This site is about Ashley (U.) Vaught, a former (erstwhile) philosophy professor and the cultural products that he has consumed. So it’s about his consumption.
At its core, it’s about this very familiar saying, “You are what you eat.”
The saying calls attention to the types of food that we eat: if we eat junk food, then we are junk. Whereas I’m turning the phrase to the types of books and films and televisions shows we consume—and these days, it should be YouTube videos, Instagram Reels, Tiktok whatevers, Facebook posts, tweets.
How do these books, films, etc. shape the person that I am? How have they affected me?
The human being (a biological concept) eats foodstuffs in order to provide energy for its continued existence. Similarly, the self (a philosophical and psychological concept) eats, but it eats experiences and cultural products.
The word consumed is better suited to describing how we process cultural products. It sounds a bit strange to say that “one eats books, movies, and experiences.”

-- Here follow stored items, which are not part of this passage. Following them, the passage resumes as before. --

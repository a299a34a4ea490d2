//! Common types for the Matchpoint environment abstraction.

use serde::{Deserialize, Serialize};
use uuid::Uuid;

/// Event topics. The wire names are the contract between components.
#[derive(Debug, Clone, Copy, PartialEq, Eq, Hash, PartialOrd, Ord, Serialize, Deserialize)]
pub enum Topic {
    /// Fresh root seed from the seed source
    RootSeed,
    /// A simulation was created and should kick off its first round
    SimulationStart,
    /// A round directive fanned out to every participant
    RoundStart,
    /// One participant's guess for the in-flight round
    RoundInput,
    /// The aggregator reached the barrier for a round
    RoundCompleted,
    /// A generator republishing its guess once the round is over
    RoundInputAfterTheFact,
    /// The last round of the last season finished
    SimulationCompleted,
}

impl Topic {
    /// Returns every topic.
    pub fn all() -> [Topic; 7] {
        [
            Topic::RootSeed,
            Topic::SimulationStart,
            Topic::RoundStart,
            Topic::RoundInput,
            Topic::RoundCompleted,
            Topic::RoundInputAfterTheFact,
            Topic::SimulationCompleted,
        ]
    }

    /// Returns the wire name of the topic.
    pub fn name(&self) -> &'static str {
        match self {
            Topic::RootSeed => "root-seed",
            Topic::SimulationStart => "simulation-start",
            Topic::RoundStart => "round-start",
            Topic::RoundInput => "round-input",
            Topic::RoundCompleted => "round-completed",
            Topic::RoundInputAfterTheFact => "round-input-after-the-fact",
            Topic::SimulationCompleted => "simulation-completed",
        }
    }
}

impl std::fmt::Display for Topic {
    fn fmt(&self, f: &mut std::fmt::Formatter<'_>) -> std::fmt::Result {
        write!(f, "{}", self.name())
    }
}

impl std::str::FromStr for Topic {
    type Err = String;

    fn from_str(s: &str) -> Result<Self, Self::Err> {
        Topic::all()
            .into_iter()
            .find(|topic| topic.name() == s)
            .ok_or_else(|| format!("Unknown topic: {}", s))
    }
}

/// Envelope for events carried by the bus.
///
/// This is a transport-layer wrapper - the payload is opaque bytes
/// that the consuming component decodes.
#[derive(Debug, Clone, Serialize, Deserialize)]
pub struct Envelope {
    /// Unique message id (for tracing duplicates)
    pub id: Uuid,

    /// Topic the envelope was published on
    pub topic: Topic,

    /// The encoded event
    pub payload: Vec<u8>,

    /// Timestamp when the envelope was created (publisher's clock)
    pub timestamp_ms: u64,
}

impl Envelope {
    /// Creates a new envelope with a fresh id.
    pub fn new(topic: Topic, payload: Vec<u8>, timestamp_ms: u64) -> Self {
        Self {
            id: Uuid::new_v4(),
            topic,
            payload,
            timestamp_ms,
        }
    }

    /// Returns the payload size in bytes.
    pub fn size(&self) -> usize {
        self.payload.len()
    }
}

Consider the religious experience of the communion:
Having grown up as a preacher’s kid, I took communion many times. Communion is a ritual in which consumption is both corporeal and spiritual. The parishioner (me) eats the piece of bread and drinks the wine, and in so doing is incorporating (to incorporate is to take into the body) the body of Christ. During the ritual, the minister explains that the piece of bread represents Christ’s body and the wine (grape juice) represents Christ’s blood. So the parishioner is taking Christ’s body into his body.

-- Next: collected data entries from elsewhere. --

#[cfg(test)]
mod tests {
    use super::*;
    use crate::error::ErrorKind;
    use pretty_assertions::assert_eq;

    #[derive(Debug, PartialEq)]
    struct Money {
        cents: i64,
    }

    fn money_converter(raw: &str) -> std::result::Result<TypedValue, ConvertError> {
        let (units, cents) = raw
            .split_once('.')
            .ok_or_else(|| ConvertError::new("expected <units>.<cents>"))?;
        Ok(TypedValue::custom(Money {
            cents: units.parse::<i64>()? * 100 + cents.parse::<i64>()?,
        }))
    }

    #[test]
    fn test_builtins_registered() {
        let registry = ConverterRegistry::with_builtins();
        for value_type in ValueType::builtins() {
            assert!(registry.contains(&value_type), "missing {}", value_type);
        }
        assert!(!registry.contains(&ValueType::custom("Money")));
    }

    #[test]
    fn test_integer_converter() {
        let registry = ConverterRegistry::with_builtins();
        assert_eq!(
            registry.convert(&ValueType::Integer, "1722222222").unwrap(),
            TypedValue::Integer(1722222222)
        );
        assert_eq!(
            registry.convert(&ValueType::Integer, "-7").unwrap().as_i64(),
            Some(-7)
        );
    }

    #[test]
    fn test_integer_converter_rejects_garbage() {
        let registry = ConverterRegistry::with_builtins();
        let err = registry.convert(&ValueType::Integer, "forty-two").unwrap_err();
        assert_eq!(
            err.kind,
            ErrorKind::ConversionFailed {
                type_name: "integer".into(),
                raw: "forty-two".into()
            }
        );
        assert!(err.to_string().contains("invalid digit"));
    }

    #[test]
    fn test_boolean_converter_is_lenient() {
        let registry = ConverterRegistry::with_builtins();
        let convert = |s: &str| {
            registry
                .convert(&ValueType::Boolean, s)
                .unwrap()
                .as_bool()
                .unwrap()
        };
        assert!(convert("true"));
        assert!(convert("TRUE"));
        assert!(convert("True"));
        assert!(!convert("false"));
        assert!(!convert("yes"));
        assert!(!convert(""));
    }

    #[test]
    fn test_string_converter_is_identity() {
        let registry = ConverterRegistry::with_builtins();
        assert_eq!(
            registry.convert(&ValueType::String, " a:b ").unwrap(),
            TypedValue::String(" a:b ".into())
        );
    }

    #[test]
    fn test_date_round_trip() {
        let registry = ConverterRegistry::with_builtins();
        let value = registry.convert(&ValueType::Date, "2024-01-15").unwrap();
        assert_eq!(value.as_date(), NaiveDate::from_ymd_opt(2024, 1, 15));
        assert_eq!(value.to_property_string().as_deref(), Some("2024-01-15"));
    }

    #[test]
    fn test_time_round_trip() {
        let registry = ConverterRegistry::with_builtins();
        let value = registry.convert(&ValueType::Time, "10:30:15").unwrap();
        assert_eq!(value.as_time(), NaiveTime::from_hms_opt(10, 30, 15));
        assert_eq!(value.to_property_string().as_deref(), Some("10:30:15"));
    }

    #[test]
    fn test_datetime_round_trip() {
        let registry = ConverterRegistry::with_builtins();
        let value = registry
            .convert(&ValueType::DateTime, "2024-01-15T10:30:00")
            .unwrap();
        assert_eq!(
            value.as_datetime(),
            NaiveDate::from_ymd_opt(2024, 1, 15).and_then(|d| d.and_hms_opt(10, 30, 0))
        );
        assert_eq!(
            value.to_property_string().as_deref(),
            Some("2024-01-15T10:30:00")
        );
    }

    #[test]
    fn test_datetime_without_seconds() {
        let registry = ConverterRegistry::with_builtins();
        let value = registry
            .convert(&ValueType::DateTime, "2024-01-15T10:30")
            .unwrap();
        assert_eq!(
            value.as_datetime(),
            NaiveDate::from_ymd_opt(2024, 1, 15).and_then(|d| d.and_hms_opt(10, 30, 0))
        );
        assert_eq!(
            value.to_property_string().as_deref(),
            Some("2024-01-15T10:30:00")
        );

        let value = registry
            .convert(&ValueType::DateTime, "2024-01-15T10:30:00.250")
            .unwrap();
        assert_eq!(
            value.to_property_string().as_deref(),
            Some("2024-01-15T10:30:00.250")
        );
        assert!(registry.convert(&ValueType::DateTime, "2024-01-15T10").is_err());
    }

    #[test]
    fn test_date_requires_zero_padding() {
        let registry = ConverterRegistry::with_builtins();
        let err = registry.convert(&ValueType::Date, "2024-1-5").unwrap_err();
        assert!(matches!(err.kind, ErrorKind::ConversionFailed { .. }));
        assert!(err.to_string().contains("YYYY-MM-DD"));
    }

    #[test]
    fn test_zoned_datetime_utc_round_trip() {
        let registry = ConverterRegistry::with_builtins();
        let value = registry
            .convert(&ValueType::ZonedDateTime, "2024-01-15T10:30:00Z")
            .unwrap();
        assert_eq!(value.as_zoned_datetime().unwrap().offset().local_minus_utc(), 0);
        assert_eq!(
            value.to_property_string().as_deref(),
            Some("2024-01-15T10:30:00Z")
        );
    }

    #[test]
    fn test_zoned_datetime_round_trip() {
        let registry = ConverterRegistry::with_builtins();
        let value = registry
            .convert(&ValueType::ZonedDateTime, "2024-01-15T10:30:00+02:00")
            .unwrap();
        let dt = value.as_zoned_datetime().unwrap();
        assert_eq!(dt.offset().local_minus_utc(), 2 * 3600);
        assert_eq!(
            value.to_property_string().as_deref(),
            Some("2024-01-15T10:30:00+02:00")
        );
    }

    #[test]
    fn test_malformed_date_fails() {
        let registry = ConverterRegistry::with_builtins();
        let err = registry.convert(&ValueType::Date, "2024-13-45").unwrap_err();
        assert!(matches!(err.kind, ErrorKind::ConversionFailed { .. }));
        assert!(err.to_string().contains("Cannot convert '2024-13-45' to date"));
    }

    #[test]
    fn test_unsupported_type() {
        let registry = ConverterRegistry::with_builtins();
        let err = registry
            .convert(&ValueType::custom("Money"), "1.00")
            .unwrap_err();
        assert_eq!(
            err.kind,
            ErrorKind::UnsupportedType {
                type_name: "Money".into()
            }
        );
    }

    #[test]
    fn test_custom_converter() {
        let mut registry = ConverterRegistry::with_builtins();
        registry.register_fn(ValueType::custom("Money"), money_converter);

        let value = registry
            .convert(&ValueType::custom("Money"), "12.34")
            .unwrap();
        assert_eq!(value.downcast_ref::<Money>(), Some(&Money { cents: 1234 }));
        assert_eq!(value.downcast_ref::<String>(), None);
        assert_eq!(value.to_property_string(), None);

        let err = registry
            .convert(&ValueType::custom("Money"), "12")
            .unwrap_err();
        assert!(err.to_string().contains("expected <units>.<cents>"));
    }

    #[test]
    fn test_register_overrides_builtin() {
        let mut registry = ConverterRegistry::with_builtins();
        registry.register_fn(ValueType::Boolean, |s| {
            Ok(TypedValue::Boolean(matches!(s, "1" | "yes" | "true")))
        });

        assert_eq!(
            registry.convert(&ValueType::Boolean, "yes").unwrap(),
            TypedValue::Boolean(true)
        );
        // The shared built-in table is untouched
        assert_eq!(
            ConverterRegistry::with_builtins()
                .convert(&ValueType::Boolean, "yes")
                .unwrap(),
            TypedValue::Boolean(false)
        );
    }

    #[test]
    fn test_empty_registry() {
        let registry = ConverterRegistry::new();
        assert!(!registry.contains(&ValueType::Integer));
        assert!(registry.get(&ValueType::Integer).is_none());
        assert!(registry.convert(&ValueType::Integer, "1").is_err());
    }

    #[test]
    fn test_value_type_names() {
        assert_eq!("int".parse::<ValueType>().unwrap(), ValueType::Integer);
        assert_eq!("bool".parse::<ValueType>().unwrap(), ValueType::Boolean);
        assert_eq!(
            "zoned".parse::<ValueType>().unwrap(),
            ValueType::ZonedDateTime
        );
        assert_eq!(
            "Money".parse::<ValueType>().unwrap(),
            ValueType::custom("Money")
        );
        for value_type in ValueType::builtins() {
            assert_eq!(value_type.name().parse::<ValueType>().unwrap(), value_type);
        }
    }

    #[test]
    fn test_custom_values_compare_by_identity() {
        let a = TypedValue::custom(Money { cents: 1 });
        let b = TypedValue::custom(Money { cents: 1 });
        assert_eq!(a, a.clone());
        assert!(a != b);
        assert_eq!(a.clone().downcast::<Money>().map(|m| m.cents), Some(1));
    }
}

But the effect of the communion is supposed to be spiritual. The parishioner wants to be filled with Christian spirit—he wants his spirit to be filled with the spirit of Christ.
I refer to communion as an analogy explaining what I’m trying to write about here, namely, how the books and films I have consumed have affected me in various ways.
The title of this page is a reference to Jean-Luc Godard’s 1967 film 2 or 3 Things I Know About Her (released the same year that Michel Tournier’s Friday, or the Other Island was published). I’ve always loved the glib, playful simplicity of that title.